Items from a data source
//! Token issuing and validation.
//!
//! Validation checks the signature first and then re-checks expiry against
//! the supplied clock, independently of the library's own `exp` handling.
//! Both checks must pass.

use std::fmt;

use chrono::{DateTime, Duration, Utc};
use jsonwebtoken::errors::ErrorKind;
use jsonwebtoken::{
    Algorithm, DecodingKey, EncodingKey, Header, Validation, crypto, decode, encode,
};

use bookstore_config::JwtConfig;
use bookstore_core::AppError;

use crate::claims::Claims;

#[derive(Debug, Clone, Copy, PartialEq, Eq, thiserror::Error)]
pub enum TokenError {
    #[error("Token is empty")]
    Empty,
    #[error("Token is malformed")]
    Malformed,
    #[error("Token signature is invalid")]
    BadSignature,
    #[error("Token has expired")]
    Expired,
}

impl From<jsonwebtoken::errors::Error> for TokenError {
    fn from(err: jsonwebtoken::errors::Error) -> Self {
        match err.kind() {
            ErrorKind::ExpiredSignature => TokenError::Expired,
            ErrorKind::InvalidSignature => TokenError::BadSignature,
            _ => TokenError::Malformed,
        }
    }
}

/// Issues and validates HS256 bearer tokens with a fixed lifetime.
#[derive(Clone)]
pub struct TokenService {
    encoding: EncodingKey,
    decoding: DecodingKey,
    validation: Validation,
    lifetime: Duration,
}

impl fmt::Debug for TokenService {
    fn fmt(&self, f: &mut fmt::Formatter<'_>) -> fmt::Result {
        f.debug_struct("TokenService")
            .field("lifetime", &self.lifetime)
            .finish_non_exhaustive()
    }
}

impl TokenService {
    pub fn new(config: &JwtConfig) -> Self {
        let mut validation = Validation::new(Algorithm::HS256);
        validation.leeway = 0;
        validation.set_required_spec_claims(&["exp", "iat", "sub"]);

        Self {
            encoding: EncodingKey::from_secret(config.secret.as_bytes()),
            decoding: DecodingKey::from_secret(config.secret.as_bytes()),
            validation,
            lifetime: Duration::seconds(config.access_token_expiry),
        }
    }

    pub fn issue(&self, subject: &str) -> Result<String, AppError> {
        self.issue_at(subject, Utc::now())
    }

    /// Issues a token as if the current time were `now`.
    pub fn issue_at(&self, subject: &str, now: DateTime<Utc>) -> Result<String, AppError> {
        let claims = Claims {
            sub: subject.to_string(),
            iat: now.timestamp(),
            exp: (now + self.lifetime).timestamp(),
        };

        encode(&Header::new(Algorithm::HS256), &claims, &self.encoding)
            .map_err(|e| AppError::internal_error(format!("Failed to create token: {}", e)))
    }

    pub fn validate(&self, token: &str) -> Result<Claims, TokenError> {
        self.validate_at(token, Utc::now())
    }

    /// Validates a token against the clock value `now`.
    ///
    /// # Errors
    ///
    /// - [`TokenError::Empty`] for a blank token
    /// - [`TokenError::BadSignature`] when the signature does not match
    /// - [`TokenError::Expired`] when `now` is at or past `exp`
    /// - [`TokenError::Malformed`] for anything that is not three segments or
    ///   does not decode once the signature has matched
    pub fn validate_at(&self, token: &str, now: DateTime<Utc>) -> Result<Claims, TokenError> {
        let token = token.trim();
        if token.is_empty() {
            return Err(TokenError::Empty);
        }

        self.verify_signature(token)?;
        let claims = decode::<Claims>(token, &self.decoding, &self.validation)?.claims;

        if claims.is_expired_at(now.timestamp()) {
            return Err(TokenError::Expired);
        }
        if claims.sub.trim().is_empty() {
            return Err(TokenError::Malformed);
        }

        Ok(claims)
    }

    /// Checks the HMAC over `header.payload` before either segment is parsed,
    /// so an altered header reports a bad signature rather than a decode error.
    fn verify_signature(&self, token: &str) -> Result<(), TokenError> {
        let Some((message, signature)) = token.rsplit_once('.') else {
            return Err(TokenError::Malformed);
        };
        let Some((header, payload)) = message.split_once('.') else {
            return Err(TokenError::Malformed);
        };
        if header.is_empty() || payload.is_empty() || signature.is_empty() {
            return Err(TokenError::Malformed);
        }

        match crypto::verify(signature, message.as_bytes(), &self.decoding, Algorithm::HS256) {
            Ok(true) => Ok(()),
            Ok(false) => Err(TokenError::BadSignature),
            Err(_) => Err(TokenError::Malformed),
        }
    }

    /// Subject of a token. Only meaningful for tokens that pass [`validate`],
    /// which this calls.
    ///
    /// [`validate`]: TokenService::validate
    pub fn subject_of(&self, token: &str) -> Result<String, TokenError> {
        self.validate(token).map(|claims| claims.sub)
    }
}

ASSIGNED TASK: The data above should be duplicated exactly and completely.

TASK OUTPUT:
//! Token issuing and validation.
//!
//! Validation checks the signature first and then re-checks expiry against
//! the supplied clock, independently of the library's own `exp` handling.
//! Both checks must pass.

use std::fmt;

use chrono::{DateTime, Duration, Utc};
use jsonwebtoken::errors::ErrorKind;
use jsonwebtoken::{
    Algorithm, DecodingKey, EncodingKey, Header, Validation, crypto, decode, encode,
};

use bookstore_config::JwtConfig;
use bookstore_core::AppError;

use crate::claims::Claims;

#[derive(Debug, Clone, Copy, PartialEq, Eq, thiserror::Error)]
pub enum TokenError {
    #[error("Token is empty")]
    Empty,
    #[error("Token is malformed")]
    Malformed,
    #[error("Token signature is invalid")]
    BadSignature,
    #[error("Token has expired")]
    Expired,
}

impl From<jsonwebtoken::errors::Error> for TokenError {
    fn from(err: jsonwebtoken::errors::Error) -> Self {
        match err.kind() {
            ErrorKind::ExpiredSignature => TokenError::Expired,
            ErrorKind::InvalidSignature => TokenError::BadSignature,
            _ => TokenError::Malformed,
        }
    }
}

/// Issues and validates HS256 bearer tokens with a fixed lifetime.
#[derive(Clone)]
pub struct TokenService {
    encoding: EncodingKey,
    decoding: DecodingKey,
    validation: Validation,
    lifetime: Duration,
}

impl fmt::Debug for TokenService {
    fn fmt(&self, f: &mut fmt::Formatter<'_>) -> fmt::Result {
        f.debug_struct("TokenService")
            .field("lifetime", &self.lifetime)
            .finish_non_exhaustive()
    }
}

impl TokenService {
    pub fn new(config: &JwtConfig) -> Self {
        let mut validation = Validation::new(Algorithm::HS256);
        validation.leeway = 0;
        validation.set_required_spec_claims(&["exp", "iat", "sub"]);

        Self {
            encoding: EncodingKey::from_secret(config.secret.as_bytes()),
            decoding: DecodingKey::from_secret(config.secret.as_bytes()),
            validation,
            lifetime: Duration::seconds(config.access_token_expiry),
        }
    }

    pub fn issue(&self, subject: &str) -> Result<String, AppError> {
        self.issue_at(subject, Utc::now())
    }

    /// Issues a token as if the current time were `now`.
    pub fn issue_at(&self, subject: &str, now: DateTime<Utc>) -> Result<String, AppError> {
        let claims = Claims {
            sub: subject.to_string(),
            iat: now.timestamp(),
            exp: (now + self.lifetime).timestamp(),
        };

        encode(&Header::new(Algorithm::HS256), &claims, &self.encoding)
            .map_err(|e| AppError::internal_error(format!("Failed to create token: {}", e)))
    }

    pub fn validate(&self, token: &str) -> Result<Claims, TokenError> {
        self.validate_at(token, Utc::now())
    }

    /// Validates a token against the clock value `now`.
    ///
    /// # Errors
    ///
    /// - [`TokenError::Empty`] for a blank token
    /// - [`TokenError::BadSignature`] when the signature does not match
    /// - [`TokenError::Expired`] when `now` is at or past `exp`
    /// - [`TokenError::Malformed`] for anything that is not three segments or
    ///   does not decode once the signature has matched
    pub fn validate_at(&self, token: &str, now: DateTime<Utc>) -> Result<Claims, TokenError> {
        let token = token.trim();
        if token.is_empty() {
            return Err(TokenError::Empty);
        }

        self.verify_signature(token)?;
        let claims = decode::<Claims>(token, &self.decoding, &self.validation)?.claims;

        if claims.is_expired_at(now.timestamp()) {
            return Err(TokenError::Expired);
        }
        if claims.sub.trim().is_empty() {
            return Err(TokenError::Malformed);
        }

        Ok(claims)
    }

    /// Checks the HMAC over `header.payload` before either segment is parsed,
    /// so an altered header reports a bad signature rather than a decode error.
    fn verify_signature(&self, token: &str) -> Result<(), TokenError> {
        let Some((message, signature)) = token.rsplit_once('.') else {
            return Err(TokenError::Malformed);
        };
        let Some((header, payload)) = message.split_once('.') else {
            return Err(TokenError::Malformed);
        };
        if header.is_empty() || payload.is_empty() || signature.is_empty() {
            return Err(TokenError::Malformed);
        }

        match crypto::verify(signature, message.as_bytes(), &self.decoding, Algorithm::HS256) {
            Ok(true) => Ok(()),
            Ok(false) => Err(TokenError::BadSignature),
            Err(_) => Err(TokenError::Malformed),
        }
    }

    /// Subject of a token. Only meaningful for tokens that pass [`validate`],
    /// which this calls.
    ///
    /// [`validate`]: TokenService::validate
    pub fn subject_of(&self, token: &str) -> Result<String, TokenError> {
        self.validate(token).map(|claims| claims.sub)
    }
}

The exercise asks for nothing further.